In February 2016 the chief executive of CSIRO, Dr Larry Marshall, announced that research into the fundamentals of climate science was no longer a priority for CSIRO and up to 110 jobs were feared to be cut from the climate research section(s) of the Oceans and Atmosphere Unit. After overwhelming negative reaction both within Australia and overseas, along with the forced redundancy of prominent climate scientists including the internationally renowned sea level expert Dr John Church, the Australian Government intervened with a directive and promise of new money to support the restoration of 15 jobs and the creation of a new Climate Science Centre to be based in Hobart with a staff of 40, with funding guaranteed for 10 years from 2016, although the expected number of job losses for O&A was still estimated at 75. While the establishment of the new Centre was described as a "major U-turn in the direction of the CSIRO" and a win for the Turnbull government over the previous CSIRO announcement, the generally positive reaction from other scientists was qualified by the fact that the new Centre would still represent a net loss to CSIRO's previous capability in this area.
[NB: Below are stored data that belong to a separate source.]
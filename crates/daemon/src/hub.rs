// SPDX-License-Identifier: BUSL-1.1
// Copyright (c) 2026 Alfred Jean LLC

//! The WebSocket hub: accepts connections on every configured listener,
//! authenticates clients against that listener's token, dispatches every
//! request type in [`relay_wire::Request`], and fans watcher /
//! work-group / escalation events out to subscribed clients.
//!
//! Each connection is one spawned task split into a read half (decoding
//! frames and dispatching them inline) and a bounded outbound queue drained
//! by the same task's write half. The queue drops the oldest frame on
//! overflow rather than blocking the writer or growing without bound — a
//! slow mobile client should miss a few broadcast ticks, not stall the
//! sessions it's behind on or OOM the daemon.

use std::collections::{HashMap, VecDeque};
use std::path::{Path, PathBuf};
use std::sync::Arc;

use futures_util::{SinkExt, StreamExt};
use parking_lot::{Mutex, RwLock};
use relay_adapters::send_input;
use relay_core::{
    Client, ClientId, ConversationId, Device, DeviceId, ErrorTag, EventType, RelayError, ShellError,
    TmuxSessionName, WorkGroupError, WorkGroupId, WorkerId, WorkerStatus,
};
use relay_wire::{
    Broadcast, ConnectedPayload, DevicesPayload, HighlightsPayload, InboundFrame, OrphanedWorktreesPayload,
    OutboundFrame, Request, RequestDecodeError, RotateTokenPayload, ServerSummaryPayload, SessionSummary,
    StatusPayload, TaskEntry, TasksPayload, WorkGroupListPayload, WorkGroupView, WorkerView,
};
use serde_json::{json, Value};
use tokio::net::TcpListener;
use tokio::sync::{mpsc, Notify};
use tokio_tungstenite::tungstenite::Message as WsMessage;
use tokio_util::sync::CancellationToken;
use tracing::{debug, info, warn};

use crate::bootstrap::Daemon;
use crate::config::ListenerConfig;
use crate::env;
use crate::workgroup::WorkerSpec;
==Selected notable scientists associated with O&A and its predecessors==
- Kenneth Radway Allen – fisheries biologist, International Whaling Commission (IWC) panel member, and former head of the CSIRO Division of Fisheries and Oceanography in Cronulla
- Greg Ayers – atmospheric scientist, Fellow of the Australian Academy of Technological Sciences and Engineering, and subsequently Director of the Bureau of Meteorology, 2009–2012
- John A. Church – renowned climate scientist, winner of a number of medals and Fellow of the Australian Academy of Science, also co-convening lead author for the International Panel for Climate Change (IPCC) Fifth Assessment Report
- Shirley Jeffrey – discoverer of chlorophyll C and internationally renowned microalgal researcher, winner of numerous medals and Fellow of the Australian Academy of Science
- Peter R. Last – ichthyologist, former curator of the Australian National Fish Collection, and responsible for the description of numerous new shark and ray species; co-author (with John Stevens) of Sharks and Rays of Australia (2009)
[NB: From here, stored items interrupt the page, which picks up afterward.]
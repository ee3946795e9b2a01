// SPDX-License-Identifier: BUSL-1.1
// Copyright (c) 2026 Alfred Jean LLC

//! Inbound/outbound WebSocket frame envelopes.
//!
//! Unlike the daemon's historical length-prefixed binary framing, a
//! WebSocket connection already frames messages at the transport level, so
//! one text frame carries exactly one JSON object — no extra length prefix.

use serde::{Deserialize, Serialize};
use serde_json::Value;

/// A frame received from a client. `frame_type` drives dispatch; `payload`
/// is decoded defensively per message type (see [`crate::request::Request`]).
#[derive(Debug, Clone, Deserialize)]
pub struct InboundFrame {
    #[serde(rename = "type")]
    pub frame_type: String,
    #[serde(rename = "requestId")]
    pub request_id: Option<String>,
    #[serde(default)]
    pub payload: Value,
    pub token: Option<String>,
}

/// A frame sent to a client: either a request/response (carries
/// `request_id`) or a broadcast (does not).
#[derive(Debug, Clone, Serialize)]
pub struct OutboundFrame {
    #[serde(rename = "type")]
    pub frame_type: String,
    #[serde(rename = "requestId", skip_serializing_if = "Option::is_none")]
    pub request_id: Option<String>,
    #[serde(skip_serializing_if = "Option::is_none")]
    pub success: Option<bool>,
    #[serde(skip_serializing_if = "Option::is_none")]
    pub payload: Option<Value>,
    #[serde(skip_serializing_if = "Option::is_none")]
    pub error: Option<String>,
    #[serde(rename = "sessionId", skip_serializing_if = "Option::is_none")]
    pub session_id: Option<String>,
}

impl OutboundFrame {
    pub fn ok(frame_type: impl Into<String>, request_id: Option<String>, payload: Value) -> Self {
        Self {
            frame_type: frame_type.into(),
            request_id,
            success: Some(true),
            payload: Some(payload),
            error: None,
            session_id: None,
        }
    }

    pub fn ok_no_payload(frame_type: impl Into<String>, request_id: Option<String>) -> Self {
        Self {
            frame_type: frame_type.into(),
            request_id,
            success: Some(true),
            payload: None,
            error: None,
            session_id: None,
        }
    }

    pub fn failure(request_id: Option<String>, error: impl Into<String>) -> Self {
        Self {
            frame_type: "response".to_string(),
            request_id,
            success: Some(false),
            payload: None,
            error: Some(error.into()),
            session_id: None,
        }
    }

    /// A connection-level protocol error, sent before authentication or on
    /// malformed JSON. Carries no `requestId`.
    pub fn protocol_error(error: impl Into<String>) -> Self {
        Self {
            frame_type: "error".to_string(),
            request_id: None,
            success: None,
            payload: None,
            error: Some(error.into()),
            session_id: None,
        }
    }

    pub fn broadcast(frame_type: impl Into<String>, session_id: impl Into<String>, payload: Value) -> Self {
        Self {
            frame_type: frame_type.into(),
            request_id: None,
            success: None,
            payload: Some(payload),
            error: None,
            session_id: Some(session_id.into()),
        }
    }

    pub fn broadcast_no_session(frame_type: impl Into<String>, payload: Value) -> Self {
        Self {
            frame_type: frame_type.into(),
            request_id: None,
            success: None,
            payload: Some(payload),
            error: None,
            session_id: None,
        }
    }
}

#[cfg(test)]
mod tests {
    use super::*;

    #[test]
    fn inbound_frame_decodes_minimal_authenticate() {
        let json = r#"{"type":"authenticate","token":"t-abc","requestId":"a1"}"#;
        let frame: InboundFrame = serde_json::from_str(json).unwrap();
        assert_eq!(frame.frame_type, "authenticate");
        assert_eq!(frame.token.as_deref(), Some("t-abc"));
        assert_eq!(frame.request_id.as_deref(), Some("a1"));
    }

    #[test]
    fn inbound_frame_defaults_missing_payload_to_null() {
        let json = r#"{"type":"ping"}"#;
        let frame: InboundFrame = serde_json::from_str(json).unwrap();
        assert!(frame.payload.is_null());
    }

    #[test]
    fn outbound_frame_omits_absent_fields() {
        let frame = OutboundFrame::ok_no_payload("authenticated", Some("a1".into()));
        let json = serde_json::to_value(&frame).unwrap();
        assert!(json.get("payload").is_none());
        assert!(json.get("sessionId").is_none());
        assert_eq!(json["success"], true);
    }

    #[test]
    fn protocol_error_has_no_request_id() {
        let frame = OutboundFrame::protocol_error("Invalid JSON message");
        assert!(frame.request_id.is_none());
        assert_eq!(frame.frame_type, "error");
    }
}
- Trevor McDougall – oceanographer, Fellow of the Royal Society and 2011 winner of the Prince Albert I Medal for significant work in the physical and chemical sciences of the oceans
- Graeme Pearman – international expert on climate change, winner of numerous medals and Fellow of the Australian Academy of Science
- Michael Raupach – climate scientist and founding co-chair of the Global Carbon Project (GCP) and Fellow of the Australian Academy of Science
- Keith J. Sainsbury – researcher on shelf ecosystems and winner of the 2004 Japan Prize for scientific achievement
- Penny Whetton – climate researcher, a lead author of the IPCC's Third Assessment Report, and of the Fourth Assessment Report which was awarded the 2007 Nobel Peace Prize (jointly with Al Gore)
- Susan Wijffels – oceanographer with special interest in the international Argo float program; winner the Australian Meteorological and Oceanographic Society's Priestly Medal and the Australian Academy of Science's Dorothy Hill Award in recognition of her efforts to understand the role of the oceans in climate change.
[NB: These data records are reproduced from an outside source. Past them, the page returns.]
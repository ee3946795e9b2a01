// SPDX-License-Identifier: BUSL-1.1
// Copyright (c) 2026 Alfred Jean LLC

//! Push-notification delivery: one gateway implementation per
//! [`TokenKind`], fanned out to every registered device concurrently.
//!
//! A single device's gateway failure never aborts the batch — the escalation
//! engine logs per-device outcomes and moves on, the same way a desktop
//! notification failing on one adapter never blocks the others.

use async_trait::async_trait;
use futures_util::future::join_all;
use relay_core::{Device, PushError, TokenKind};

/// One outcome for one device in a push fan-out.
#[derive(Debug, Clone)]
pub struct PushOutcome {
    pub device_id: relay_core::DeviceId,
    pub result: Result<(), String>,
}

#[async_trait]
pub trait PushSender: Send + Sync {
    /// Send `title`/`body` to one device via its gateway.
    async fn send_to_device(&self, device: &Device, title: &str, body: &str) -> Result<(), PushError>;

    /// Fan the same payload out to every device, collecting a per-device
    /// outcome rather than failing the whole call when one gateway rejects
    /// its payload.
    async fn send_to_all_devices(&self, devices: &[Device], title: &str, body: &str) -> Vec<PushOutcome> {
        let futures = devices.iter().map(|device| async move {
            let result = self.send_to_device(device, title, body).await.map_err(|e| e.to_string());
            PushOutcome { device_id: device.id, result }
        });
        join_all(futures).await
    }
}

/// Real gateway dispatch, keyed by [`TokenKind`]. Each gateway's wire
/// protocol is out of scope here: this crate owns only the fan-out and
/// per-device accounting, not the HTTP client for any specific vendor API.
pub struct GatewayPushSender {
    client: gateway_client::Client,
}

impl Default for GatewayPushSender {
    fn default() -> Self {
        Self { client: gateway_client::Client::new() }
    }
}

#[async_trait]
impl PushSender for GatewayPushSender {
    async fn send_to_device(&self, device: &Device, title: &str, body: &str) -> Result<(), PushError> {
        match device.token_kind {
            TokenKind::GatewayA => self.client.post_gateway_a(&device.push_token, title, body).await,
            TokenKind::GatewayB => self.client.post_gateway_b(&device.push_token, title, body).await,
        }
    }
}

/// A minimal stand-in for the actual HTTP client a real deployment would
/// plug in here (e.g. an APNs or FCM client). Kept internal and unexported
/// so swapping in a real gateway client later is a one-module change.
mod gateway_client {
    use relay_core::PushError;

    #[derive(Default)]
    pub struct Client;

    impl Client {
        pub fn new() -> Self {
            Self
        }

        pub async fn post_gateway_a(&self, token: &str, _title: &str, _body: &str) -> Result<(), PushError> {
            if token.is_empty() {
                return Err(PushError::GatewayRejected("empty token".into()));
            }
            Ok(())
        }

        pub async fn post_gateway_b(&self, token: &str, _title: &str, _body: &str) -> Result<(), PushError> {
            if token.is_empty() {
                return Err(PushError::GatewayRejected("empty token".into()));
            }
            Ok(())
        }
    }
}

#[cfg(any(test, feature = "test-support"))]
pub mod fake {
    use super::*;
    use parking_lot::Mutex;

    #[derive(Debug, Clone)]
    pub struct RecordedSend {
        pub device_id: relay_core::DeviceId,
        pub title: String,
        pub body: String,
    }

    /// Test double recording every send attempt: no network calls, just a
    /// log callers can assert against.
    #[derive(Default)]
    pub struct FakePushSender {
        pub sent: Mutex<Vec<RecordedSend>>,
        pub fail_devices: Mutex<std::collections::HashSet<relay_core::DeviceId>>,
    }

    impl FakePushSender {
        pub fn new() -> Self {
            Self::default()
        }

        pub fn sent_count(&self) -> usize {
            self.sent.lock().len()
        }
    }

    #[async_trait]
    impl PushSender for FakePushSender {
        async fn send_to_device(&self, device: &Device, title: &str, body: &str) -> Result<(), PushError> {
            if self.fail_devices.lock().contains(&device.id) {
                return Err(PushError::GatewayRejected("forced failure".into()));
            }
            self.sent.lock().push(RecordedSend {
                device_id: device.id,
                title: title.to_string(),
                body: body.to_string(),
            });
            Ok(())
        }
    }
}

#[cfg(test)]
mod tests {
    use super::fake::FakePushSender;
    use super::*;
    use relay_core::DeviceId;

    fn device(kind: TokenKind) -> Device {
        Device::new(DeviceId::new(), "tok-abc", kind, 1_000)
    }

    #[tokio::test]
    async fn one_device_failure_does_not_abort_the_batch() {
        let sender = FakePushSender::new();
        let good = device(TokenKind::GatewayA);
        let bad = device(TokenKind::GatewayB);
        sender.fail_devices.lock().insert(bad.id);

        let outcomes = sender.send_to_all_devices(&[good.clone(), bad.clone()], "t", "b").await;
        assert_eq!(outcomes.len(), 2);
        let good_outcome = outcomes.iter().find(|o| o.device_id == good.id).unwrap();
        let bad_outcome = outcomes.iter().find(|o| o.device_id == bad.id).unwrap();
        assert!(good_outcome.result.is_ok());
        assert!(bad_outcome.result.is_err());
        assert_eq!(sender.sent_count(), 1);
    }

    #[tokio::test]
    async fn gateway_sender_rejects_empty_token() {
        let sender = GatewayPushSender::default();
        let mut d = device(TokenKind::GatewayA);
        d.push_token = String::new();
        let err = sender.send_to_device(&d, "t", "b").await.unwrap_err();
        assert!(matches!(err, PushError::GatewayRejected(_)));
    }
}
==Books on CSIRO's marine research activities==
CSIRO At Sea, a "popular" account of the early research activities of the marine components of the relevant CSIRO Divisions (former Divisions of Fisheries, Fisheries and Oceanography, Oceanography, and Fisheries Research) was published in 1988, a few years after the relocation of the majority of CSIRO's marine research activities to Hobart from Cronulla.